France-Amérique : Comment la pandémie affecte-t-elle les activités du French Cultural Center ?

Barbara Bouquegneau : Nous avons perdu beaucoup d’étudiants au début, particulièrement les enfants qui suivaient nos cours de français. Mais nous avons vite réagi. Les sondages que nous envoyons régulièrement nous ont beaucoup aidés pendant cette période. Nous avons proposé plus de cours, sur une durée plus courte – cinq semaines au lieu de dix – et nous avons transféré en ligne la plupart de nos activités. La fréquentation de notre programme d’été pour les enfants a diminué, mais nous avons gagné des adultes qui ne pouvaient pas voyager. Nous avons aussi touché de nouveaux francophiles qui habitaient trop loin de Boston pour se rendre dans nos locaux : nous avons maintenant des membres et des étudiants en Californie, au Texas, au Nouveau-Mexique et même au Brésil !

Vous avez également profité de cette fermeture forcée pour faire des travaux…
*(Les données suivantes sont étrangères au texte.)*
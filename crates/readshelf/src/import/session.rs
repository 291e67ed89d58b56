//! Import session state machine.
//!
//! Owns the working preview between upload and commit and applies local
//! edits. Duplicate classification is delegated to the backend's preview
//! endpoint; the session only holds what the backend returned.
//!
//! The flow is strictly ordered: a preview must be staged before a commit
//! can start, enforced by the state machine alone. Responses carry a
//! [`RequestToken`] so a slow reply that arrives after a cancellation or a
//! re-upload is dropped instead of stomping newer state.

use std::sync::Arc;

use chrono::{DateTime, Utc};
use serde::Serialize;

use crate::backend::{BookshelfApi, CommitResponse, PreviewResponse};
use crate::error::{ReadshelfError, Result};

use super::goodreads;
use super::record::ImportedBook;

/// Number of records shown for review. The commit payload always carries
/// the full set, not just the shown slice.
pub const REVIEW_LIMIT: usize = 10;

/// The staged result of a preview call, held until commit or cancellation.
#[derive(Debug, Clone, Serialize)]
pub struct ImportPreview {
    /// All parsed records, in backend-returned order.
    pub books: Vec<ImportedBook>,
    /// Books the backend did not find in the user's library.
    pub new_count: usize,
    /// Books the backend reported as already present.
    pub duplicate_count: usize,
    /// When the preview was staged.
    pub created_at: DateTime<Utc>,
}

impl ImportPreview {
    /// The slice of records shown for review.
    pub fn review_slice(&self) -> &[ImportedBook] {
        &self.books[..self.books.len().min(REVIEW_LIMIT)]
    }

    /// Records beyond the review slice that will still be imported.
    pub fn hidden_count(&self) -> usize {
        self.books.len().saturating_sub(REVIEW_LIMIT)
    }
}

/// Where the import flow currently stands.
#[derive(Debug, Clone)]
pub enum ImportState {
    /// No file staged.
    Idle,
    /// A preview is staged and open for edits.
    Uploaded(ImportPreview),
    /// A commit request is in flight.
    Committing(ImportPreview),
    /// The import completed; only the count survives.
    Done(usize),
}

impl ImportState {
    /// Short label for reporting.
    pub fn label(&self) -> &'static str {
        match self {
            ImportState::Idle => "idle",
            ImportState::Uploaded(_) => "uploaded",
            ImportState::Committing(_) => "committing",
            ImportState::Done(_) => "done",
        }
    }
}

/// Identity of one outstanding backend request.
///
/// A token is minted when the request starts and checked when its response
/// is applied; cancellation and re-upload invalidate all earlier tokens.
#[derive(Debug, Clone, Copy, PartialEq, Eq)]
pub struct RequestToken(u64);

/// Owns the working import state for one user flow.
pub struct ImportSession {
    backend: Arc<dyn BookshelfApi>,
    state: ImportState,
    generation: u64,
}

impl ImportSession {
    /// Create a session against a backend.
    pub fn new(backend: impl BookshelfApi + 'static) -> Self {
        Self::with_shared(Arc::new(backend))
    }

    /// Create a session against a shared backend handle.
    pub fn with_shared(backend: Arc<dyn BookshelfApi>) -> Self {
        Self {
            backend,
            state: ImportState::Idle,
            generation: 0,
        }
    }

    /// Current flow state.
    pub fn state(&self) -> &ImportState {
        &self.state
    }

    /// The staged preview, if any.
    pub fn preview(&self) -> Option<&ImportPreview> {
        match &self.state {
            ImportState::Uploaded(preview) | ImportState::Committing(preview) => Some(preview),
            _ => None,
        }
    }

    /// Parse a Goodreads export and stage the backend's preview of it.
    ///
    /// Replaces any previously staged preview wholesale. Fails before any
    /// network call when the export contains no valid rows.
    pub fn upload(&mut self, csv_text: &str) -> Result<&ImportPreview> {
        let books = goodreads::parse_export(csv_text)?;
        self.upload_books(books)
    }

    /// Stage a pre-parsed record set and fetch the backend's preview of it.
    pub fn upload_books(&mut self, books: Vec<ImportedBook>) -> Result<&ImportPreview> {
        if books.is_empty() {
            return Err(ReadshelfError::NoValidBooks);
        }
        let token = self.begin_preview();
        let response = self.backend.preview_import(&books)?;
        self.apply_preview(token, response)?;
        match &self.state {
            ImportState::Uploaded(preview) => Ok(preview),
            _ => Err(ReadshelfError::InvalidState("preview was not staged")),
        }
    }

    /// Start a preview request, invalidating any outstanding one.
    ///
    /// Part of the split-phase surface for drivers that run the network
    /// call off-session; [`Self::upload`] composes both phases.
    pub fn begin_preview(&mut self) -> RequestToken {
        self.generation += 1;
        RequestToken(self.generation)
    }

    /// Apply a preview response if it still matches the active request.
    ///
    /// A stale token — the session was cancelled or re-uploaded since the
    /// request started — is rejected without touching current state.
    pub fn apply_preview(&mut self, token: RequestToken, response: PreviewResponse) -> Result<()> {
        if token.0 != self.generation {
            return Err(ReadshelfError::StaleResponse);
        }
        match self.state {
            ImportState::Committing(_) => {
                return Err(ReadshelfError::InvalidState("commit in flight"));
            }
            ImportState::Done(_) => {
                return Err(ReadshelfError::InvalidState("import already completed"));
            }
            ImportState::Idle | ImportState::Uploaded(_) => {}
        }

        self.state = ImportState::Uploaded(ImportPreview {
            books: response.books,
            new_count: response.new_books,
            duplicate_count: response.duplicates,
            created_at: Utc::now(),
        });
        Ok(())
    }

    /// Replace the ISBN of the staged book at `index`.
    ///
    /// The value is not validated, and duplicate classification is not
    /// re-run: the new/duplicate counts keep the backend's original answer.
    /// Known limitation of the one-shot preview contract.
    pub fn set_isbn(&mut self, index: usize, isbn: impl Into<String>) -> Result<()> {
        let preview = match &mut self.state {
            ImportState::Uploaded(preview) => preview,
            _ => return Err(ReadshelfError::InvalidState("no staged preview to edit")),
        };
        let book = preview
            .books
            .get_mut(index)
            .ok_or(ReadshelfError::BookIndex(index))?;
        book.isbn = isbn.into();
        Ok(())
    }

    /// Discard the staged preview and return to the upload step.
    ///
    /// Also invalidates any in-flight request so a late response is dropped
    /// instead of resurrecting the cancelled preview. Not offered while a
    /// commit is in flight or after completion.
    pub fn cancel(&mut self) {
        match self.state {
            ImportState::Idle | ImportState::Uploaded(_) => {
                self.generation += 1;
                self.state = ImportState::Idle;
            }
            ImportState::Committing(_) | ImportState::Done(_) => {}
        }
    }

    /// Send the staged import to the backend.
    ///
    /// The payload is the full record set, including records never shown
    /// for review. On failure the staged preview is restored so the flow
    /// can retry from the same state; the operation is atomic from this
    /// side even though the backend's batch semantics are opaque.
    pub fn commit(&mut self) -> Result<usize> {
        let (token, books) = self.begin_commit()?;
        match self.backend.import_books(&books) {
            Ok(response) => self.finish_commit(token, response),
            Err(err) => {
                self.fail_commit(token);
                Err(err)
            }
        }
    }

    /// Start a commit, moving the staged preview into the in-flight state.
    ///
    /// Returns the full record set for the request payload.
    pub fn begin_commit(&mut self) -> Result<(RequestToken, Vec<ImportedBook>)> {
        match std::mem::replace(&mut self.state, ImportState::Idle) {
            ImportState::Uploaded(preview) => {
                self.generation += 1;
                let books = preview.books.clone();
                self.state = ImportState::Committing(preview);
                Ok((RequestToken(self.generation), books))
            }
            other => {
                self.state = other;
                Err(ReadshelfError::InvalidState("no staged preview to commit"))
            }
        }
    }

    /// Apply a successful commit response, discarding the working preview.
    pub fn finish_commit(&mut self, token: RequestToken, response: CommitResponse) -> Result<usize> {
        if token.0 != self.generation {
            return Err(ReadshelfError::StaleResponse);
        }
        if !matches!(self.state, ImportState::Committing(_)) {
            return Err(ReadshelfError::InvalidState("no commit in flight"));
        }
        self.state = ImportState::Done(response.imported);
        Ok(response.imported)
    }

    /// Record a failed commit, restoring the staged preview so the user
    /// can retry without re-uploading. Stale tokens are ignored.
    pub fn fail_commit(&mut self, token: RequestToken) {
        if token.0 != self.generation {
            return;
        }
        match std::mem::replace(&mut self.state, ImportState::Idle) {
            ImportState::Committing(preview) => self.state = ImportState::Uploaded(preview),
            other => self.state = other,
        }
    }
}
C’est le bon côté de la pandémie. Les travaux, estimés à six millions de dollars et financés en grande partie par des dons, ont démarré en octobre 2020 et se prolongeront jusqu’en janvier 2022. Nous construisons de nouvelles salles de classe, des espaces communs et une cave à vin, nous rénovons la cuisine pour y proposer un programme de gastronomie et d’œnologie et nous installons enfin un ascenseur ! Nous en profitons pour améliorer le système de ventilation et installer des caméras pour filmer nos évènements et les diffuser en ligne. Nous rouvrirons en grande pompe pour fêter notre 75e anniversaire, bousculé par la pandémie.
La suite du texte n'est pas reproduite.